Ernesto Castro, presidente de la Asamblea Legislativa y diputado del partido oficialista Nuevas Ideas, destacó que el poder reside en el pueblo y que la decisión final sobre la reelección debe ser tomada por los salvadoreños a través de su voto. Sin embargo, a pesar de la aprobación de estas reformas, Bukele no ha confirmado si buscará un tercer mandato. En una entrevista en junio de 2024, Bukele había mencionado que no aspiraría a la reelección, basándose en el marco constitucional y un acuerdo personal con su esposa.
Modificación en el sistema electoral y la eliminación de la segunda vuelta presidencial
Los legisladores también eliminaron la segunda vuelta en las elecciones presidenciales. Ahora, la fórmula presidencial que obtenga el mayor número de votos válidos en la primera vuelta será la ganadora. Anteriormente, la Constitución requería que un candidato presidencial ganara con al menos el 50 % más uno de los votos válidos para obtener la presidencia en la primera vuelta.
Esta alteración fue apoyada por los legisladores de Nuevas Ideas, quienes argumentaron que la enmienda traería ahorros significativos para el Estado. Unas horas más tarde, durante otra sesión plenaria, los congresistas confirmaron el pacto de modificación constitucional, declarando que esta fecha señalaría un cambio trascendental para El Salvador.

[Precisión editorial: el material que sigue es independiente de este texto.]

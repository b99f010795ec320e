//! Grid data generators for stack tests.
//!
//! Each generator returns a row-major `Vec<f64>` of `columns * rows` values
//! shaped like one layer of a subsurface stack. The values are synthetic but
//! keep the ordering real stacks have: land surface above water table above
//! aquifer base.

/// Land surface elevation in metres.
///
/// Rises from 150 m in the south-west to about 210 m in the north-east.
pub fn create_surface_grid(columns: usize, rows: usize) -> Vec<f64> {
    let mut data = Vec::with_capacity(columns * rows);
    for row in 0..rows {
        for col in 0..columns {
            let east = col as f64 / columns.max(1) as f64;
            let north = 1.0 - row as f64 / rows.max(1) as f64;
            data.push(150.0 + east * 30.0 + north * 30.0);
        }
    }
    data
}

/// Depth to water in metres, deepest at the grid centre.
pub fn create_depth_grid(columns: usize, rows: usize) -> Vec<f64> {
    let mut data = Vec::with_capacity(columns * rows);
    let center_x = columns as f64 / 2.0;
    let center_y = rows as f64 / 2.0;
    let max_dist = (center_x * center_x + center_y * center_y).sqrt().max(1.0);

    for row in 0..rows {
        for col in 0..columns {
            let dx = col as f64 - center_x;
            let dy = row as f64 - center_y;
            let dist = (dx * dx + dy * dy).sqrt();
            data.push(5.0 + (1.0 - dist / max_dist) * 20.0);
        }
    }
    data
}

/// Water table elevation: surface minus depth, cell by cell.
pub fn create_water_table_grid(columns: usize, rows: usize) -> Vec<f64> {
    create_surface_grid(columns, rows)
        .into_iter()
        .zip(create_depth_grid(columns, rows))
        .map(|(surface, depth)| surface - depth)
        .collect()
}

/// Uncertainty fraction in `[0, 1]`, increasing from west to east.
pub fn create_uncertainty_grid(columns: usize, rows: usize) -> Vec<f64> {
    let mut data = Vec::with_capacity(columns * rows);
    for _row in 0..rows {
        for col in 0..columns {
            data.push(col as f64 / columns.saturating_sub(1).max(1) as f64);
        }
    }
    data
}

/// A grid with every cell set to `value`.
pub fn create_constant_grid(columns: usize, rows: usize, value: f64) -> Vec<f64> {
    vec![value; columns * rows]
}

/// A grid whose value encodes its position: `row * 100 + col`.
///
/// Handy for checking that a query read the cell it was supposed to.
pub fn create_index_grid(columns: usize, rows: usize) -> Vec<f64> {
    let mut data = Vec::with_capacity(columns * rows);
    for row in 0..rows {
        for col in 0..columns {
            data.push((row * 100 + col) as f64);
        }
    }
    data
}

/// Overwrite the given `(column, row)` cells with `nodata`.
pub fn with_nodata_cells(
    mut data: Vec<f64>,
    columns: usize,
    cells: &[(usize, usize)],
    nodata: f64,
) -> Vec<f64> {
    for &(col, row) in cells {
        if let Some(slot) = data.get_mut(row * columns + col) {
            *slot = nodata;
        }
    }
    data
}

#[cfg(test)]
mod tests {
    use super::*;

    #[test]
    fn test_generators_have_expected_length() {
        assert_eq!(create_surface_grid(10, 8).len(), 80);
        assert_eq!(create_depth_grid(10, 8).len(), 80);
        assert_eq!(create_water_table_grid(10, 8).len(), 80);
        assert_eq!(create_uncertainty_grid(10, 8).len(), 80);
        assert_eq!(create_constant_grid(10, 8, 1.0).len(), 80);
        assert_eq!(create_index_grid(10, 8).len(), 80);
    }

    #[test]
    fn test_water_table_below_surface() {
        let surface = create_surface_grid(6, 6);
        let water = create_water_table_grid(6, 6);
        assert!(surface.iter().zip(&water).all(|(s, w)| w < s));
    }

    #[test]
    fn test_uncertainty_range() {
        let grid = create_uncertainty_grid(5, 3);
        assert_eq!(grid[0], 0.0);
        assert_eq!(grid[4], 1.0);
        assert!(grid.iter().all(|v| (0.0..=1.0).contains(v)));
    }

    #[test]
    fn test_index_grid_encodes_position() {
        let grid = create_index_grid(10, 10);
        assert_eq!(grid[2 * 10 + 3], 203.0);
    }

    #[test]
    fn test_with_nodata_cells() {
        let grid = with_nodata_cells(create_constant_grid(3, 3, 1.0), 3, &[(1, 2), (9, 9)], -9999.0);
        assert_eq!(grid[7], -9999.0);
        assert_eq!(grid.iter().filter(|v| **v == -9999.0).count(), 1);
    }
}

Reacciones de la oposición ante la aprobación de la reforma
La oposición ha criticado duramente la reforma, argumentando que esta modificación podría empujar al país hacia un régimen autoritario. Marcela Villatoro, legisladora del partido conservador Arena, afirmó que con la aceptación de esta reforma “la democracia en El Salvador ha desaparecido”, acusando al gobierno de fomentar la instauración de una dictadura. Mientras tanto, Manuel Flores, líder del Frente Farabundo Martí para la Liberación Nacional (FMLN), indicó que las reformas representaban un intento del gobierno por aferrarse al poder de manera indefinida, ante el miedo de perder las elecciones venideras.
Claudia Ortiz, perteneciente a Vamos, igualmente criticó las reformas, describiéndolas como un esfuerzo por mantener el poder en manos de un partido único en lugar de devolverlo a la ciudadanía. Según Ortiz, las reformas contravienen el artículo 88 de la Constitución, que señala que la rotación en el poder es fundamental para preservar el sistema político del país.
Rechazo de la sociedad civil ante la reforma de reelección indefinida
La entidad Acción Ciudadana se ha pronunciado igualmente en oposición a la reforma, argumentando que la posibilidad de reelección sin límite termina con la vía electoral como un mecanismo para la alternancia democrática. De acuerdo con Acción Ciudadana, esta acción podría traer efectos perjudiciales para la estabilidad democrática y el equilibrio de poder en el país.